A veces pienso que la entronización de los personajes del “corazón” ha hecho mucho daño a la elegancia. Por su culpa –y por la de aquellos que les sirven de altavoz- buena parte de nuestro mundo cree que la elegancia es una cuestión de cantidad. Es decir, de disponer de un armario bien surtido. Basta contemplarles en los reportajes en los que “nos abren los salones de su casa” y no se contentan con mostrarnos la intimidad de las habitaciones en las que reciben a sus convidados, sino que enseguida nos conducen a su dormitorio, al closet atiborrado de prendas de marca y hasta al cuarto de baño. Y lo peor es que nos regalan titulares, entradillas y ladillos (siento esta terminología periodística) en los que se ufanan de su prestigio a la hora de vestir o decorar su vivienda, que tiene un marcado sello de estilista de El Corte Inglés.
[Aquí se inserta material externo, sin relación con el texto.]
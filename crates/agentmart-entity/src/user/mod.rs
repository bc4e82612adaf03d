//! User domain values. Accounts themselves live in the upstream identity service.

pub mod role;

pub use role::UserRole;
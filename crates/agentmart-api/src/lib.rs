//! # agentmart-api
//!
//! HTTP API layer for AgentMart built on Axum.
//!
//! Exposes the seller, public, and staff endpoints over the listing review
//! workflow, plus middleware (CORS, request logging), extractors, DTOs, and
//! error mapping.

pub mod app;
pub mod dto;
pub mod error;
pub mod extractors;
pub mod handlers;
pub mod middleware;
pub mod router;
pub mod state;

pub use app::{build_app, run_server};
pub use error::ApiError;
pub use state::AppState;
//! `ActorUser` extractor: reads the caller identity asserted by the gateway.
//!
//! Authentication happens upstream; the gateway forwards the verified user
//! as `X-Actor-Id` (UUID) and `X-Actor-Role` (`admin`, `staff`, `seller`,
//! `buyer`).

use axum::extract::{FromRequestParts, OptionalFromRequestParts};
use axum::http::request::Parts;
use uuid::Uuid;

use agentmart_core::error::AppError;
use agentmart_entity::user::UserRole;
use agentmart_service::RequestContext;

use crate::error::ApiError;

/// Header carrying the acting user's ID.
pub const ACTOR_ID_HEADER: &str = "x-actor-id";
/// Header carrying the acting user's role.
pub const ACTOR_ROLE_HEADER: &str = "x-actor-role";

/// Identified caller context available in handlers.
#[derive(Debug, Clone)]
pub struct ActorUser(pub RequestContext);

impl ActorUser {
    /// Returns the inner `RequestContext`.
    pub fn context(&self) -> &RequestContext {
        &self.0
    }

    /// Context for an unidentified caller on public endpoints.
    pub fn anonymous() -> Self {
        Self(RequestContext::new(Uuid::nil(), UserRole::Buyer, None, None))
    }
}

impl std::ops::Deref for ActorUser {
    type Target = RequestContext;
    fn deref(&self) -> &Self::Target {
        &self.0
    }
}

impl<S> FromRequestParts<S> for ActorUser
where
    S: Send + Sync,
{
    type Rejection = ApiError;

    async fn from_request_parts(parts: &mut Parts, _state: &S) -> Result<Self, Self::Rejection> {
        let user_id = header(parts, ACTOR_ID_HEADER)
            .ok_or_else(|| AppError::authentication("Missing X-Actor-Id header"))?;
        let user_id = Uuid::parse_str(user_id)
            .map_err(|_| AppError::authentication("X-Actor-Id is not a valid UUID"))?;

        let role: UserRole = header(parts, ACTOR_ROLE_HEADER)
            .ok_or_else(|| AppError::authentication("Missing X-Actor-Role header"))?
            .parse()
            .map_err(|e: AppError| AppError::authentication(e.message))?;

        Ok(ActorUser(RequestContext::new(
            user_id,
            role,
            client_ip(parts),
            user_agent(parts),
        )))
    }
}

impl<S> OptionalFromRequestParts<S> for ActorUser
where
    S: Send + Sync,
{
    type Rejection = ApiError;

    /// Absent headers mean an anonymous caller; malformed ones are rejected.
    async fn from_request_parts(
        parts: &mut Parts,
        state: &S,
    ) -> Result<Option<Self>, Self::Rejection> {
        if header(parts, ACTOR_ID_HEADER).is_none() {
            return Ok(None);
        }
        <Self as FromRequestParts<S>>::from_request_parts(parts, state)
            .await
            .map(Some)
    }
}

fn header<'a>(parts: &'a Parts, name: &str) -> Option<&'a str> {
    parts
        .headers
        .get(name)
        .and_then(|v| v.to_str().ok())
        .map(str::trim)
        .filter(|v| !v.is_empty())
}

fn client_ip(parts: &Parts) -> Option<String> {
    header(parts, "x-forwarded-for")
        .and_then(|v| v.split(',').next())
        .map(|v| v.trim().to_string())
}

fn user_agent(parts: &Parts) -> Option<String> {
    header(parts, "user-agent").map(String::from)
}
//! Repository implementations for AgentMart entities.

pub mod audit;
pub mod listing;

pub use audit::AuditLogRepository;
pub use listing::ListingRepository;
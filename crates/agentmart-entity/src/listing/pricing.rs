//! Listing pricing model.

use serde::{Deserialize, Serialize};
use std::fmt;

/// How buyers pay for access to an agent.
#[derive(Debug, Clone, Copy, PartialEq, Eq, Hash, Default, Serialize, Deserialize, sqlx::Type)]
#[sqlx(type_name = "pricing_model", rename_all = "snake_case")]
#[serde(rename_all = "snake_case")]
pub enum PricingModel {
    /// No charge.
    #[default]
    Free,
    /// Single purchase.
    OneTime,
    /// Recurring subscription.
    Subscription,
}

impl PricingModel {
    /// Return the pricing model as a snake_case string.
    pub fn as_str(&self) -> &'static str {
        match self {
            Self::Free => "free",
            Self::OneTime => "one_time",
            Self::Subscription => "subscription",
        }
    }
}

impl fmt::Display for PricingModel {
    fn fmt(&self, f: &mut fmt::Formatter<'_>) -> fmt::Result {
        write!(f, "{}", self.as_str())
    }
}
//! Review workflow configuration.

use serde::{Deserialize, Serialize};

/// Settings applied by the review endpoints around the state machine.
#[derive(Debug, Clone, Serialize, Deserialize)]
pub struct ReviewConfig {
    /// Minimum length of a rejection reason after trimming.
    #[serde(default = "default_min_reason_len")]
    pub min_rejection_reason_len: usize,
    /// Whether staff may approve or reject listings they own.
    #[serde(default)]
    pub allow_self_review: bool,
}

impl Default for ReviewConfig {
    fn default() -> Self {
        Self {
            min_rejection_reason_len: default_min_reason_len(),
            allow_self_review: false,
        }
    }
}

fn default_min_reason_len() -> usize {
    10
}
//! Route handlers organized by audience.

pub mod admin;
pub mod agent;
pub mod health;
pub mod listing;
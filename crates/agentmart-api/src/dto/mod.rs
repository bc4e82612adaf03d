//! Data transfer objects for request and response bodies.

pub mod request;
pub mod response;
Mis padres disponían, cada uno, de un armario de doble hoja. Eso sí, utilizaban los altillos para guardar en cajas las prendas de verano durante el invierno, de invierno durante las estaciones de buen tiempo. Eran, por tanto, un par de armarios tan limitados como los metros en los que habitábamos. Y mis padres eran elegantes, no porque fueran mis padres (una vez pasado el asombro de la infancia no creo en la exaltación del árbol genealógico) sino porque reconocían las prendas de calidad, ahorraban para comprárselas (se las compraban cuando buenamente podían permitírselo) y las cuidaban.

Mi padre presumía de su forma de mimar los zapatos. ¿Cuántos pares tenía? No lo recuerdo con certeza, aunque juraría que no más de seis. Eran mocasines y algún abotinado de ante, casi todos americanos e ingleses. Recuerdo, por ejemplo, sus Clarks, que compró en algún viaje a Londres cuando la capital del último imperio aún era un destino lejano. Nos confesaba que aportó aquellos Clarks al matrimonio y le vi limpiarlos con esmero, embetunarlos, dejarlos reposar para que la piel chupara la cera, sacarles brillo, ahormarlos y posarlos perfectamente alineados en el zapatero del citado armario. Y prometo que mi padre no era un hombre maniático. Es decir, que el cuidado con el que trataba la ropa y sus accesorios no se debía sólo a una virtud magnificada sino que respondía al convencimiento de que la elegancia no es sinónimo de abundancia sino de aprecio, aprecio en primer lugar a uno mismo –merecemos tratarnos bien, también en lo externo, dada nuestra infinita dignidad-, aprecio a los demás –que merecen percibir el respeto afectuoso con el que nos presentamos- y aprecio a los dones con los que hemos nacido, pues la elegancia es un regalo que recibimos sin que nadie nos pidiera permiso.

La elegancia es, siguiendo el ejemplo de mi padre, una responsabilidad porque no se queda en el buen vestir (piezas bien elaboradas con un material digno que resiste el paso del tiempo y de las modas). La elegancia compete a nuestra totalidad. Es un saber estar y un hablar correctamente, ajeno a la zafiedad. Es lo contrario a la ostentación y a la cursilería (ese actuar como pidiendo permiso, afectado y dulzón). La elegancia se muestra con los gestos, con los ademanes, con las continuadas muestras de buena educación. La elegancia es, al fin y al cabo, un modo de entender la vida, un empeño por ser hombre o mujer de una pieza, opuesto a aquellos personajes que abren sus vestidores a las cámaras para mostrar su infinita colección de jerséis.


Reivindico la elegancia en este impasse de dificultades económicas, ya que la sonrisa durante la tormenta, la compañía a quien lo pasa mal, saber escuchar, vivir con sobriedad y superar las heridas con esperanza son también algunas de sus manifestaciones. Si, además, hemos cuidado nuestro armario, seguro que no provocamos lástima.